Roberta Kaplan
by Susan Josephs
Long before Roberta Kaplan won a landmark Supreme Court Case, she understood that as a lawyer, “you have to win people’s hearts." So when she decided to represent Edie Windsor, she “knew that her case wasn’t about abstract principles that you hear pundits debate about. It was about the life that Edie lived,” she explains.
An already highly successful litigator with the New York City-based firm Paul, Weiss, Kaplan, she became a national hero of the gay rights movement after winning the landmark 2013 case United States v. Windsor in which she represented Edie Windsor pro bono. By focusing on Edith Windsor’s personal history as a lesbian and devoted spouse, she persuaded the Supreme Court that a key portion of the 1996 Defense of Marriage Act (DOMA) was unconstitutional and that her client deserved the same marital benefits accorded to heterosexual married couples. Her case helped lay the groundwork for the Court’s landmark ruling on June 26 that states cannot ban same-sex marriage. In October, Kaplan’s book, Then Comes Marriage, about her strategy for defeating DOMA, will be published.
“I have experienced just about every emotion during the course of my career... except boredom.”
“My sense was that I needed to tell this story so that future generations would know how we won,” says the 49-year-old attorney and Columbia University law professor.

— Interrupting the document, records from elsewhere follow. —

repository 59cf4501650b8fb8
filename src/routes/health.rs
use axum::Json;
use serde::Serialize;
use utoipa::ToSchema;

use crate::response::{ApiResponse, Meta};

#[derive(Serialize, ToSchema)]
pub struct HealthData {
    pub status: String,
}

#[utoipa::path(
    get,
    path = "/health",
    responses(
        (status = 200, description = "OK", body = ApiResponse<HealthData>),
    ),
    tag = "Health"
)]
pub async fn health_check() -> Json<ApiResponse<HealthData>> {
    let data = HealthData {
        status: "ok".to_string(),
    };

    Json(ApiResponse::success(
        "Health check",
        data,
        Some(Meta::empty()),
    ))
}
use rust_decimal::Decimal;
use sea_orm::entity::prelude::*;

#[derive(Clone, Debug, PartialEq, DeriveEntityModel)]
#[sea_orm(table_name = "products")]
pub struct Model {
    #[sea_orm(primary_key, auto_increment = false)]
    pub id: Uuid,
    pub name: String,
    pub description: Option<String>,
    pub price: Decimal,
    pub stock: i32,
    pub image: String,
    pub category: Option<String>,
    pub is_active: bool,
    pub created_at: DateTimeWithTimeZone,
    pub updated_at: DateTimeWithTimeZone,
}

#[derive(Copy, Clone, Debug, EnumIter, DeriveRelation)]
pub enum Relation {
    #[sea_orm(has_many = "super::cart_items::Entity")]
    CartItems,
    #[sea_orm(has_many = "super::order_items::Entity")]
    OrderItems,
}

impl Related<super::cart_items::Entity> for Entity {
    fn to() -> RelationDef {
        Relation::CartItems.def()
    }
}

impl Related<super::order_items::Entity> for Entity {
    fn to() -> RelationDef {
        Relation::OrderItems.def()
    }
}

impl ActiveModelBehavior for ActiveModel {}
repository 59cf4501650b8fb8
use rust_decimal::Decimal;
use serde::{Deserialize, Serialize};
use utoipa::ToSchema;
use uuid::Uuid;

use crate::models::Product;

#[derive(Debug, Deserialize, ToSchema)]
pub struct AddToCartRequest {
    pub product_id: Uuid,
    pub quantity: i32,
}

#[derive(Debug, Deserialize, ToSchema)]
pub struct UpdateCartItemRequest {
    pub quantity: i32,
}

#[derive(Debug, Deserialize, ToSchema)]
pub struct BulkUpdateCartRequest {
    pub items: Vec<AddToCartRequest>,
}

#[derive(Debug, Serialize, ToSchema)]
pub struct CartLineDto {
    pub id: Uuid,
    pub product: Product,
    pub quantity: i32,
    #[schema(value_type = String)]
    pub price: Decimal,
    #[schema(value_type = String)]
    pub line_total: Decimal,
}

/// The cart as returned to clients. `total_items` and `total_amount` are
/// folds over `items`, computed on read and never stored.
#[derive(Debug, Serialize, ToSchema)]
pub struct CartView {
    pub items: Vec<CartLineDto>,
    pub total_items: i32,
    #[schema(value_type = String)]
    pub total_amount: Decimal,
}

impl CartView {
    pub fn from_lines(items: Vec<CartLineDto>) -> Self {
        let total_items = items.iter().map(|line| line.quantity).sum();
        let total_amount = items.iter().map(|line| line.line_total).sum();
        Self {
            items,
            total_items,
            total_amount,
        }
    }
}
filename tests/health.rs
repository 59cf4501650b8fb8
use storefront_api::routes::health::health_check;

#[tokio::test]
async fn health_check_returns_ok() {
    let response = health_check().await;
    assert_eq!(response.0.message, "Health check");

    let data = response.0.data.expect("health data");
    assert_eq!(data.status, "ok");
}
use rust_decimal::Decimal;
use sea_orm::entity::prelude::*;

/// Immutable snapshot of a product at order-creation time. `product_id` is a
/// weak reference; the product may be soft-deleted afterwards without
/// touching this row.
#[derive(Clone, Debug, PartialEq, DeriveEntityModel)]
#[sea_orm(table_name = "order_items")]
pub struct Model {
    #[sea_orm(primary_key, auto_increment = false)]
    pub id: Uuid,
    pub order_id: Uuid,
    pub product_id: Uuid,
    pub name: String,
    pub price: Decimal,
    pub quantity: i32,
    pub image: String,
    pub created_at: DateTimeWithTimeZone,
}

#[derive(Copy, Clone, Debug, EnumIter, DeriveRelation)]
pub enum Relation {
    #[sea_orm(
        belongs_to = "super::orders::Entity",
        from = "Column::OrderId",
        to = "super::orders::Column::Id"
    )]
    Orders,
    #[sea_orm(
        belongs_to = "super::products::Entity",
        from = "Column::ProductId",
        to = "super::products::Column::Id"
    )]
    Products,
}

impl Related<super::orders::Entity> for Entity {
    fn to() -> RelationDef {
        Relation::Orders.def()
    }
}

impl Related<super::products::Entity> for Entity {
    fn to() -> RelationDef {
        Relation::Products.def()
    }
}

impl ActiveModelBehavior for ActiveModel {}
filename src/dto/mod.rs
pub mod auth;
pub mod cart;
pub mod orders;
pub mod products;
pub mod users;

Named one of the “100 Most Influential Lawyers” by the National Law Journal, Kaplan also juggles a full load of high profile corporate clients, which has included JPMorgan Chase, the Minnesota Vikings and Airbnb. Crediting her success to “a near crazy devotion to my clients and an ability to translate complex legal issues into simple understandable concepts,” she remains passionate about every aspect of her job, from writing briefs to arguing in front of judges. “I have probably experienced just about every emotion during the course of my career, except one – I have never experienced boredom,” she observes.
Raised in Cleveland, Kaplan grew up in an actively Jewish household and found a role model in her maternal grandmother, who “had an incredible intellectual curiosity and sense of justice. She had a strong sense of Jewish values that she instilled in me,” she says.

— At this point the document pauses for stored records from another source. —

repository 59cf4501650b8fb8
use rust_decimal::Decimal;
use sea_orm::entity::prelude::*;
use serde::{Deserialize, Serialize};
use utoipa::ToSchema;

#[derive(
    Clone, Copy, Debug, PartialEq, Eq, EnumIter, DeriveActiveEnum, Serialize, Deserialize, ToSchema,
)]
#[sea_orm(rs_type = "String", db_type = "String(StringLen::N(32))")]
#[serde(rename_all = "snake_case")]
pub enum OrderStatus {
    #[sea_orm(string_value = "placed")]
    Placed,
    #[sea_orm(string_value = "processing")]
    Processing,
    #[sea_orm(string_value = "shipped")]
    Shipped,
    #[sea_orm(string_value = "delivered")]
    Delivered,
    #[sea_orm(string_value = "cancelled")]
    Cancelled,
    #[sea_orm(string_value = "returned")]
    Returned,
}

impl OrderStatus {
    pub fn as_str(&self) -> &'static str {
        match self {
            OrderStatus::Placed => "placed",
            OrderStatus::Processing => "processing",
            OrderStatus::Shipped => "shipped",
            OrderStatus::Delivered => "delivered",
            OrderStatus::Cancelled => "cancelled",
            OrderStatus::Returned => "returned",
        }
    }

    pub fn is_terminal(&self) -> bool {
        matches!(
            self,
            OrderStatus::Delivered | OrderStatus::Cancelled | OrderStatus::Returned
        )
    }

    /// Declared edges of the fulfilment state machine. Everything else is
    /// rejected with `InvalidTransition`.
    pub fn can_transition_to(&self, to: OrderStatus) -> bool {
        use OrderStatus::*;
        matches!(
            (self, to),
            (Placed, Processing)
                | (Processing, Shipped)
                | (Shipped, Delivered)
                | (Placed, Cancelled)
                | (Processing, Cancelled)
                | (Shipped, Cancelled)
                | (Delivered, Returned)
        )
    }

    /// Whether a user/admin cancellation is allowed from this state.
    pub fn is_cancellable(&self) -> bool {
        !self.is_terminal()
    }
}

impl std::fmt::Display for OrderStatus {
    fn fmt(&self, f: &mut std::fmt::Formatter<'_>) -> std::fmt::Result {
        f.write_str(self.as_str())
    }
}

#[derive(
    Clone, Copy, Debug, PartialEq, Eq, EnumIter, DeriveActiveEnum, Serialize, Deserialize, ToSchema,
)]
#[sea_orm(rs_type = "String", db_type = "String(StringLen::N(32))")]
#[serde(rename_all = "snake_case")]
pub enum PaymentStatus {
    #[sea_orm(string_value = "pending")]
    Pending,
    #[sea_orm(string_value = "processing")]
    Processing,
    #[sea_orm(string_value = "completed")]
    Completed,
    #[sea_orm(string_value = "failed")]
    Failed,
    #[sea_orm(string_value = "refunded")]
    Refunded,
}

#[derive(
    Clone, Copy, Debug, PartialEq, Eq, EnumIter, DeriveActiveEnum, Serialize, Deserialize, ToSchema,
)]
#[sea_orm(rs_type = "String", db_type = "String(StringLen::N(32))")]
#[serde(rename_all = "snake_case")]
pub enum PaymentMethod {
    #[sea_orm(string_value = "credit_card")]
    CreditCard,
    #[sea_orm(string_value = "debit_card")]
    DebitCard,
    #[sea_orm(string_value = "paypal")]
    Paypal,
    #[sea_orm(string_value = "cash_on_delivery")]
    CashOnDelivery,
    #[sea_orm(string_value = "upi")]
    Upi,
}

impl Default for PaymentMethod {
    fn default() -> Self {
        PaymentMethod::CashOnDelivery
    }
}

#[derive(Clone, Debug, PartialEq, DeriveEntityModel)]
#[sea_orm(table_name = "orders")]
pub struct Model {
    #[sea_orm(primary_key, auto_increment = false)]
    pub id: Uuid,
    #[sea_orm(unique)]
    pub order_number: String,
    pub user_id: Uuid,
    pub payment_method: PaymentMethod,
    pub payment_status: PaymentStatus,
    pub order_status: OrderStatus,
    pub total_items: i32,
    pub subtotal: Decimal,
    pub shipping_cost: Decimal,
    pub tax: Decimal,
    pub total_amount: Decimal,
    pub street: String,
    pub city: String,
    pub state: String,
    pub postal_code: String,
    pub country: String,
    pub notes: Option<String>,
    pub tracking_number: Option<String>,
    pub cancellation_reason: Option<String>,
    pub delivered_at: Option<DateTimeWithTimeZone>,
    pub cancelled_at: Option<DateTimeWithTimeZone>,
    pub created_at: DateTimeWithTimeZone,
    pub updated_at: DateTimeWithTimeZone,
}

#[derive(Copy, Clone, Debug, EnumIter, DeriveRelation)]
pub enum Relation {
    #[sea_orm(
        belongs_to = "super::users::Entity",
        from = "Column::UserId",
        to = "super::users::Column::Id"
    )]
    Users,
    #[sea_orm(has_many = "super::order_items::Entity")]
    OrderItems,
}

impl Related<super::users::Entity> for Entity {
    fn to() -> RelationDef {
        Relation::Users.def()
    }
}

impl Related<super::order_items::Entity> for Entity {
    fn to() -> RelationDef {
        Relation::OrderItems.def()
    }
}

impl ActiveModelBehavior for ActiveModel {}

#[cfg(test)]
mod tests {
    use super::OrderStatus::*;

    #[test]
    fn forward_chain_is_allowed() {
        assert!(Placed.can_transition_to(Processing));
        assert!(Processing.can_transition_to(Shipped));
        assert!(Shipped.can_transition_to(Delivered));
        assert!(Delivered.can_transition_to(Returned));
    }

    #[test]
    fn cancellation_reachable_before_delivery_only() {
        assert!(Placed.can_transition_to(Cancelled));
        assert!(Processing.can_transition_to(Cancelled));
        assert!(Shipped.can_transition_to(Cancelled));
        assert!(!Delivered.can_transition_to(Cancelled));
        assert!(!Cancelled.can_transition_to(Cancelled));
        assert!(!Returned.can_transition_to(Cancelled));
    }

    #[test]
    fn terminal_states_have_no_outgoing_edges_except_return() {
        for to in [Placed, Processing, Shipped, Delivered, Cancelled, Returned] {
            assert!(!Cancelled.can_transition_to(to));
            assert!(!Returned.can_transition_to(to));
            if to != Returned {
                assert!(!Delivered.can_transition_to(to));
            }
        }
    }

    #[test]
    fn no_skipping_or_going_backwards() {
        assert!(!Placed.can_transition_to(Shipped));
        assert!(!Placed.can_transition_to(Delivered));
        assert!(!Shipped.can_transition_to(Processing));
        assert!(!Processing.can_transition_to(Placed));
    }

    #[test]
    fn cancellable_matches_terminality() {
        assert!(Placed.is_cancellable());
        assert!(Shipped.is_cancellable());
        assert!(!Delivered.is_cancellable());
        assert!(!Cancelled.is_cancellable());
        assert!(!Returned.is_cancellable());
    }
}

A voracious reader and ardent conversationalist, Kaplan studied Russian history and literature at Harvard University and discovered a passion for political activism when she became active in the movement to free Soviet Jewry. She volunteered with new immigrants in Boston and spent a semester abroad in Moscow, where “I hung out with refuseniks and developed the philosophical sense that religion (in my case, Judaism) can serve as a bulwark against totalitarian governments,” she says.
After graduating from Harvard, Kaplan received her law degree from Columbia University and clerked for two judges. She made partner in the litigation department at Paul, Weiss in 1998, earlier than expected. Though she rose swiftly to the top of her profession, she struggled to come out “in the workplace” as a lesbian. “It was a different time and there was always this sense of, ‘am I going to say something or not?’” she recalls.
Married to Rachel Lavine and the mother of nine-year-old Jacob, Kaplan devotes her spare time to serving as the co-chair of the board of directors of the Gay Men’s Health Crisis and on the board of the organization Eye to Eye, which helps kids with ADHD and dyslexia. She still continues to feel “a sense of elation” over the Windsor case. Shortly after winning Edie’s case at the Supreme Court, “my family watched My Fair Lady, and afterwards my son (who was then seven) asked me if the movie was ‘old-fashioned’ because it was made before men could marry men,” she says. “That feeling makes me want to continue working for causes that I believe in.”